Dell'Italia. Numero speciale per il 150° dell'Unità d'Italia
Abstract: 

 

 

 

 

“Italiani! Io vi esorto alle istorie” (Ugo Foscolo)

“Sì, Sì, vi esorto alle istorie. Pure io” (Carlo Emilio Gadda)

 

Il primo numero del 2011, cioè dell’anno del Centocinquantesimo dell’Unità d’Italia, ci è parso interessante dedicarlo all’evento, proponendo opinioni, materiali e un colpo d’occhio il più possibile ampio sul fenomeno nel suo insieme.

La storia è indubbiamente protagonista. Storia politica, ma anche delle idee e dei costumi, dell’insieme dei fatti e di relazioni che contribuiscono a formare l’identità di una comunità nazionale.

Abbiamo raccolto a nostro modo i due solleciti inviti alla storia di Foscolo e di Gadda; l’invito precedente l’epopea del Risorgimento e quello successivo alla Seconda guerra mondiale e al ventennio di dittatura fascista.

Oggi siamo in tutt’altra epoca eppure è indubbio che, a vent’anni dalla fine della “Prima Repubblica” e in un mondo che dopo il 1989 non ha ancora trovato un equilibrio, opportuno anzi indispensabile appare uno sguardo informato, critico e di lungo periodo.

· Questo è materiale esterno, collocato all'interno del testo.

//! Project Quality Forecast - prediction CLI
//!
//! Takes one JSON argument (a raw metrics record, or a what-if request) and
//! prints the predictions as JSON on stdout. Failures print `{"error": ..}`
//! and exit with status 1. Logs go to stderr.

use clap::Parser;
use quality_forecast::{
    config::{AppConfig, LoggingConfig, DEFAULT_CONFIG_PATH},
    logging::init_logging,
    models::{InferenceEngine, WhatIfEngine},
    types::{
        report::MISSING_FEATURES_SHOWN, ErrorResponse, PredictionRequest, PredictionResponse,
    },
};
use serde::Serialize;
use std::path::PathBuf;
use tracing::{info, warn};

const USAGE: &str = r#"quality-predict '{"developerExperience": {...}, "technicalPerformance": {...}, "businessImpact": {...}}'
quality-predict '{"metrics": {...}, "whatif": {"tp_testCoverage": 90}}'"#;

#[derive(Parser, Debug)]
#[command(name = "quality-predict")]
#[command(about = "Predict project outcome metrics from raw quality metrics")]
struct Cli {
    /// Raw metrics record or what-if request, as a JSON object
    input: Option<String>,

    /// Configuration file
    #[arg(short, long, default_value = DEFAULT_CONFIG_PATH)]
    config: PathBuf,

    /// Model artifact directory (overrides the configuration)
    #[arg(short, long)]
    models_dir: Option<PathBuf>,

    /// Log level for stderr output
    #[arg(long, default_value = "warn")]
    log_level: String,
}

fn main() {
    let cli = Cli::parse();

    let outcome = run(cli);
    let failed = outcome.is_err();
    match outcome {
        Ok(response) => print_json(&response),
        Err(error) => print_json(&error),
    }
    if failed {
        std::process::exit(1);
    }
}

fn run(cli: Cli) -> Result<PredictionResponse, ErrorResponse> {
    let Some(input) = cli.input else {
        return Err(ErrorResponse::new("No input provided").with_usage(USAGE));
    };

    let request =
        PredictionRequest::parse(&input).map_err(|e| ErrorResponse::new(e.to_string()))?;

    let config = AppConfig::load_from_path(&cli.config)
        .map_err(|e| ErrorResponse::new(format!("Failed to load configuration: {:#}", e)))?;

    let logging = LoggingConfig {
        level: cli.log_level,
        format: config.logging.format.clone(),
    };
    if let Err(e) = init_logging(&logging, "quality_predict") {
        eprintln!("{:#}", e);
    }

    let models_dir = cli.models_dir.unwrap_or(config.models.models_dir);
    let predictor = InferenceEngine::from_dir(&models_dir)
        .map_err(|e| ErrorResponse::new(format!("Failed to load models: {}", e)))?;
    info!(
        targets = ?predictor.target_names(),
        dir = %models_dir.display(),
        "Predictor ready"
    );

    match request {
        PredictionRequest::Predict(record) => {
            let prediction = predictor
                .predict(&record)
                .map_err(|e| ErrorResponse::new(format!("Prediction failed: {}", e)))?;

            let warnings = prediction.warning(MISSING_FEATURES_SHOWN);
            if let Some(warning) = &warnings {
                warn!(
                    total_missing = warning.total_missing,
                    shown = ?warning.missing_features,
                    "Features missing from input were defaulted to 0"
                );
            }

            Ok(PredictionResponse::Prediction {
                predictions: prediction.predictions,
                warnings,
            })
        }
        PredictionRequest::WhatIf { metrics, overrides } => {
            let analysis = WhatIfEngine::new(predictor)
                .analyze(&metrics, &overrides)
                .map_err(|e| ErrorResponse::new(format!("What-if analysis failed: {}", e)))?;

            Ok(PredictionResponse::Whatif {
                changes: overrides,
                analysis,
            })
        }
    }
}

fn print_json<T: Serialize>(value: &T) {
    match serde_json::to_string_pretty(value) {
        Ok(json) => println!("{}", json),
        Err(e) => println!(
            "{{\"error\": \"Failed to serialize output: {}\"}}",
            e.to_string().replace('"', "'")
        ),
    }
}
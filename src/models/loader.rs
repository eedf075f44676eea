//! Persisted model loader

use crate::error::{PipelineError, Result};
use crate::models::linear::LinearModel;
use crate::models::registry::{
    model_file, scaler_file, ModelBundleSet, ModelMetadata, TrainedModel, FEATURE_LIST_FILE,
    METADATA_FILE,
};
use crate::models::scaler::StandardScaler;
use serde::de::DeserializeOwned;
use std::fs;
use std::path::PathBuf;
use tracing::{debug, info};

/// Loader for the artifacts written by the model registry
pub struct ModelLoader {
    models_dir: PathBuf,
}

impl ModelLoader {
    pub fn new<P: Into<PathBuf>>(models_dir: P) -> Self {
        Self {
            models_dir: models_dir.into(),
        }
    }

    /// Load the full bundle set.
    ///
    /// All or nothing: if any target's model or scaler is missing, corrupt,
    /// or sized for a different feature list, no bundle is returned.
    pub fn load(&self) -> Result<ModelBundleSet> {
        let metadata: ModelMetadata = self.read_json(METADATA_FILE)?;
        let feature_names: Vec<String> = self.read_json(FEATURE_LIST_FILE)?;

        if metadata.targets.is_empty() {
            return Err(PipelineError::artifact(
                self.models_dir.join(METADATA_FILE),
                "no targets listed",
            ));
        }

        let mut models = Vec::with_capacity(metadata.targets.len());
        for target in &metadata.targets {
            let info = metadata.models.get(target).ok_or_else(|| {
                PipelineError::artifact(
                    self.models_dir.join(METADATA_FILE),
                    format!("no model entry for target '{}'", target),
                )
            })?;

            let file = model_file(target);
            let model: LinearModel = self.read_json(&file)?;
            if !model.is_consistent() || model.n_features() != feature_names.len() {
                return Err(PipelineError::artifact(
                    self.models_dir.join(&file),
                    format!(
                        "model has {} features, feature list has {}",
                        model.coefficients.len(),
                        feature_names.len()
                    ),
                ));
            }
            if model.kind.name() != info.model_type {
                return Err(PipelineError::artifact(
                    self.models_dir.join(&file),
                    format!(
                        "model family {} does not match metadata ({})",
                        model.kind.name(),
                        info.model_type
                    ),
                ));
            }

            let scaler = if info.needs_scaling {
                let file = scaler_file(target);
                let scaler: StandardScaler = self.read_json(&file)?;
                if scaler.n_features() != feature_names.len()
                    || scaler.scale.len() != scaler.mean.len()
                {
                    return Err(PipelineError::artifact(
                        self.models_dir.join(&file),
                        format!(
                            "scaler has {} features, feature list has {}",
                            scaler.n_features(),
                            feature_names.len()
                        ),
                    ));
                }
                Some(scaler)
            } else {
                None
            };

            debug!(
                target = %target,
                family = %info.model_type,
                scaled = scaler.is_some(),
                "Loaded model"
            );
            models.push(TrainedModel {
                target: target.clone(),
                model,
                scaler,
            });
        }

        info!(
            count = models.len(),
            features = feature_names.len(),
            dir = %self.models_dir.display(),
            "Loaded outcome models"
        );

        Ok(ModelBundleSet::new(feature_names, models, metadata))
    }

    fn read_json<T: DeserializeOwned>(&self, file: &str) -> Result<T> {
        let path = self.models_dir.join(file);
        let contents =
            fs::read_to_string(&path).map_err(|e| PipelineError::artifact(&path, e))?;
        serde_json::from_str(&contents).map_err(|e| PipelineError::artifact(&path, e))
    }
}
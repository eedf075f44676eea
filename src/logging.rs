//! Tracing setup shared by the binaries.

use crate::config::LoggingConfig;
use anyhow::{anyhow, Result};
use tracing_subscriber::EnvFilter;

/// Install the global subscriber, writing to stderr.
///
/// `RUST_LOG` wins when set; otherwise the library and the calling binary
/// (`bin_target`) log at `config.level`.
pub fn init_logging(config: &LoggingConfig, bin_target: &str) -> Result<()> {
    let filter = EnvFilter::try_from_default_env().or_else(|_| {
        EnvFilter::try_new(default_directives(&config.level, bin_target))
    })?;

    let builder = tracing_subscriber::fmt()
        .with_env_filter(filter)
        .with_writer(std::io::stderr);

    let result = match config.format.as_str() {
        "json" => builder.json().try_init(),
        _ => builder.try_init(),
    };
    result.map_err(|e| anyhow!("Failed to initialize logging: {}", e))
}

fn default_directives(level: &str, bin_target: &str) -> String {
    format!("quality_forecast={level},{bin_target}={level}")
}
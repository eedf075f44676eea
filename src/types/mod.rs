//! Type definitions for the prediction pipeline

pub mod metrics;
pub mod report;

pub use metrics::{GroupKind, MetricGroup, RawMetricsRecord};
pub use report::{
    round2, ErrorResponse, MissingFeatureWarning, PerTarget, PredictionRequest,
    PredictionResponse, TargetChange,
};
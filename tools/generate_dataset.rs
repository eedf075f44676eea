//! Synthetic Dataset Generator
//!
//! Writes an engineered-features CSV shaped like the study's training table:
//! a `name` column, every engineered feature, a few scaled variants and leaked
//! target proxies, and the three target columns. Used to exercise
//! `train-models` without the study data.

use anyhow::{Context, Result};
use clap::Parser;
use polars::prelude::*;
use quality_forecast::{
    config::{AppConfig, DEFAULT_CONFIG_PATH},
    feature_extractor::{group_metrics, FeatureExtractor},
    logging::init_logging,
    types::{GroupKind, RawMetricsRecord},
};
use rand::rngs::StdRng;
use rand::{Rng, SeedableRng};
use std::fs::{self, File};
use std::path::PathBuf;
use tracing::info;

#[derive(Parser, Debug)]
#[command(name = "generate-dataset")]
#[command(about = "Generate a synthetic engineered-features table")]
struct Cli {
    /// Number of projects to generate
    #[arg(short, long, default_value_t = 200)]
    rows: usize,

    /// Random seed
    #[arg(short, long, default_value_t = 42)]
    seed: u64,

    /// Output CSV (defaults to the configured training data path)
    #[arg(short, long)]
    output: Option<PathBuf>,

    /// Configuration file
    #[arg(short, long, default_value = DEFAULT_CONFIG_PATH)]
    config: PathBuf,
}

/// Plausible value range of a base metric
fn metric_range(kind: GroupKind, metric: &str) -> (f64, f64) {
    match (kind, metric) {
        (GroupKind::DeveloperExperience, "codeReviewDuration") => (1.0, 72.0),
        (GroupKind::DeveloperExperience, "debuggingTime") => (0.5, 40.0),
        (GroupKind::DeveloperExperience, "buildTime") => (10.0, 600.0),
        (GroupKind::DeveloperExperience, "successfulDeploymentsRatio") => (0.5, 1.0),
        (GroupKind::DeveloperExperience, "timeToFirstCommit") => (0.5, 30.0),
        (GroupKind::DeveloperExperience, "averageCommentsPerPR") => (0.0, 15.0),
        (GroupKind::DeveloperExperience, "prIterationRate") => (1.0, 6.0),
        (GroupKind::TechnicalPerformance, "buildTime") => (10.0, 600.0),
        (GroupKind::TechnicalPerformance, "testCoverage") => (10.0, 95.0),
        (GroupKind::TechnicalPerformance, "typeScriptErrorRate") => (0.0, 0.3),
        (GroupKind::TechnicalPerformance, "bundleSize") => (50.0, 3000.0),
        (GroupKind::TechnicalPerformance, "bundleLoadTime") => (0.2, 8.0),
        (GroupKind::TechnicalPerformance, "performanceScore") => (30.0, 100.0),
        (GroupKind::BusinessImpact, "featureSuccessRate") => (0.3, 0.95),
        (GroupKind::BusinessImpact, "activeContributors") => (1.0, 200.0),
        (GroupKind::BusinessImpact, "issueResolutionRate") => (0.2, 0.98),
        (GroupKind::BusinessImpact, "deploymentFrequency") => (0.1, 20.0),
        (GroupKind::BusinessImpact, "changeFailureRate") => (0.0, 0.4),
        _ => (0.0, 1.0),
    }
}

fn random_record(rng: &mut StdRng) -> RawMetricsRecord {
    let mut record = RawMetricsRecord::new();
    for kind in GroupKind::ALL {
        for metric in group_metrics(kind) {
            let (low, high) = metric_range(kind, metric);
            record.set_metric(kind, *metric, rng.gen_range(low..high));
        }
    }
    record
}

/// Targets as noisy linear functions of the raw metrics:
/// (overallScore, timeToMarket, communityGrowth)
fn targets(record: &RawMetricsRecord, rng: &mut StdRng) -> (f64, f64, f64) {
    use GroupKind::*;
    let m = |kind: GroupKind, name: &str| record.metric(kind, name);

    let overall = 20.0 + 0.35 * m(TechnicalPerformance, "testCoverage")
        + 0.25 * m(TechnicalPerformance, "performanceScore")
        - 0.15 * m(DeveloperExperience, "codeReviewDuration")
        + 20.0 * m(BusinessImpact, "featureSuccessRate")
        - 30.0 * m(BusinessImpact, "changeFailureRate")
        + rng.gen_range(-2.0..2.0);

    let time_to_market = 30.0 + 0.4 * m(DeveloperExperience, "codeReviewDuration")
        + 0.02 * m(DeveloperExperience, "buildTime")
        - 1.2 * m(BusinessImpact, "deploymentFrequency")
        + 25.0 * m(TechnicalPerformance, "typeScriptErrorRate")
        + rng.gen_range(-3.0..3.0);

    let community_growth = 2.0 + 0.05 * m(BusinessImpact, "activeContributors")
        + 3.0 * m(BusinessImpact, "issueResolutionRate")
        + 0.02 * m(TechnicalPerformance, "testCoverage")
        + rng.gen_range(-0.5..0.5);

    (overall, time_to_market.max(1.0), community_growth)
}

fn standardized(values: &[f64]) -> Vec<f64> {
    let n = values.len().max(1) as f64;
    let mean = values.iter().sum::<f64>() / n;
    let std = (values.iter().map(|v| (v - mean).powi(2)).sum::<f64>() / n).sqrt();
    let std = if std > 0.0 { std } else { 1.0 };
    values.iter().map(|v| (v - mean) / std).collect()
}

fn normalized(values: &[f64]) -> Vec<f64> {
    let min = values.iter().copied().fold(f64::INFINITY, f64::min);
    let max = values.iter().copied().fold(f64::NEG_INFINITY, f64::max);
    let range = if max > min { max - min } else { 1.0 };
    values.iter().map(|v| (v - min) / range).collect()
}

/// Build the synthetic table in the training file's column order.
fn generate(rows: usize, seed: u64) -> Result<DataFrame> {
    let mut rng = StdRng::seed_from_u64(seed);
    let extractor = FeatureExtractor::new();
    let names = extractor.feature_names();

    let mut project_names = Vec::with_capacity(rows);
    let mut features: Vec<Vec<f64>> = vec![Vec::with_capacity(rows); names.len()];
    let mut overall = Vec::with_capacity(rows);
    let mut time_to_market = Vec::with_capacity(rows);
    let mut community_growth = Vec::with_capacity(rows);

    for i in 0..rows {
        let record = random_record(&mut rng);
        let engineered = extractor.engineer(&record);
        for (column, name) in features.iter_mut().zip(&names) {
            column.push(engineered.get(name).unwrap_or(0.0));
        }
        let (o, t, c) = targets(&record, &mut rng);
        overall.push(o);
        time_to_market.push(t);
        community_growth.push(c);
        project_names.push(format!("project-{:04}", i + 1));
    }

    let column_of = |name: &str| -> Vec<f64> {
        names
            .iter()
            .position(|n| n == name)
            .map(|idx| features[idx].clone())
            .unwrap_or_default()
    };

    let mut columns: Vec<Column> = vec![Series::new("name".into(), project_names).into()];
    for (name, values) in names.iter().zip(&features) {
        columns.push(Series::new(name.as_str().into(), values.clone()).into());
    }

    // Scaled variants, as produced by the study's preprocessing step
    let test_coverage = column_of("tp_testCoverage");
    let review_duration = column_of("dx_codeReviewDuration");
    let contributors = column_of("bi_activeContributors");
    columns.push(Series::new("tp_testCoverage_std".into(), standardized(&test_coverage)).into());
    columns.push(Series::new("tp_testCoverage_norm".into(), normalized(&test_coverage)).into());
    columns.push(
        Series::new("dx_codeReviewDuration_std".into(), standardized(&review_duration)).into(),
    );
    columns.push(
        Series::new("bi_activeContributors_norm".into(), normalized(&contributors)).into(),
    );

    // Leaked target proxies
    let ttm_log: Vec<f64> = time_to_market.iter().map(|v: &f64| v.ln_1p()).collect();
    let overall_norm = normalized(&overall);
    columns.push(Series::new("bi_timeToMarket_log".into(), ttm_log).into());
    columns.push(Series::new("overallScore_norm".into(), overall_norm).into());

    columns.push(Series::new("overallScore".into(), overall).into());
    columns.push(Series::new("bi_timeToMarket".into(), time_to_market).into());
    columns.push(Series::new("bi_communityGrowth".into(), community_growth).into());

    DataFrame::new(columns).context("Failed to build synthetic table")
}

fn main() -> Result<()> {
    let cli = Cli::parse();
    let config = AppConfig::load_from_path(&cli.config)?;
    init_logging(&config.logging, "generate_dataset")?;

    let output = cli.output.unwrap_or(config.training.data_path);
    let mut df = generate(cli.rows, cli.seed)?;

    if let Some(parent) = output.parent().filter(|p| !p.as_os_str().is_empty()) {
        fs::create_dir_all(parent)
            .with_context(|| format!("Failed to create {}", parent.display()))?;
    }
    let mut file = File::create(&output)
        .with_context(|| format!("Failed to create {}", output.display()))?;
    CsvWriter::new(&mut file)
        .include_header(true)
        .finish(&mut df)
        .context("Failed to write CSV")?;

    info!(
        rows = df.height(),
        columns = df.width(),
        seed = cli.seed,
        path = %output.display(),
        "Synthetic dataset written"
    );
    Ok(())
}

Di qui la scelta di un numero interamente monografico sui problemi implicati dalla ricorrenza. Intanto tre interviste con intellettuali e studiosi che, da diversi punti di vista (laico, cattolico, storico-filosofico), offrono un insieme articolato di considerazioni e di spunti; poi un’ampia gamma di recensioni di libri usciti in occasione dell’evento, così da verificare il modo in cui il Paese riflette su di sé e sui suoi problemi.

Anche la parte degli inediti e rari è stata costruita in modo funzionale al disegno complessivo del numero. Dando voce a osservatori esteri, con le riflessioni ‘in tempo reale’, cioè dell’estate 1860, di Thiers e Guizot sul Risorgimento italiano, ma anche riproponendo un articolo di Giovanni Spadolini sulla celebrazione da parte del presidente americano John F. Kennedy del Centenario dell’Unità d’Italia nel 1961. Sempre fra i “rari” pubblichiamo i resoconti di un dibattito al Senato dell’inizio del 1861, sulla nomina di Vittorio Emanuele a re d’Italia e di uno degli ultimi interventi parlamentari di Cavour; infine un articolo dalla «Nuova Antologia» del 1911, in occasione delle commemorazioni del primo Cinquantesimo dell’Unità.

Ci è parso infine naturale completare il palinsesto con la pubblicazione del testo integrale del discorso tenuto a Montecitorio, di fronte alle Camere in seduta comune, dal presidente della Repubblica Giorgio Napolitano, il 17 marzo 2011, in occasione dell’apertura solenne delle commemorazioni del Centocinquantesimo anniversario dell’Unità d’Italia.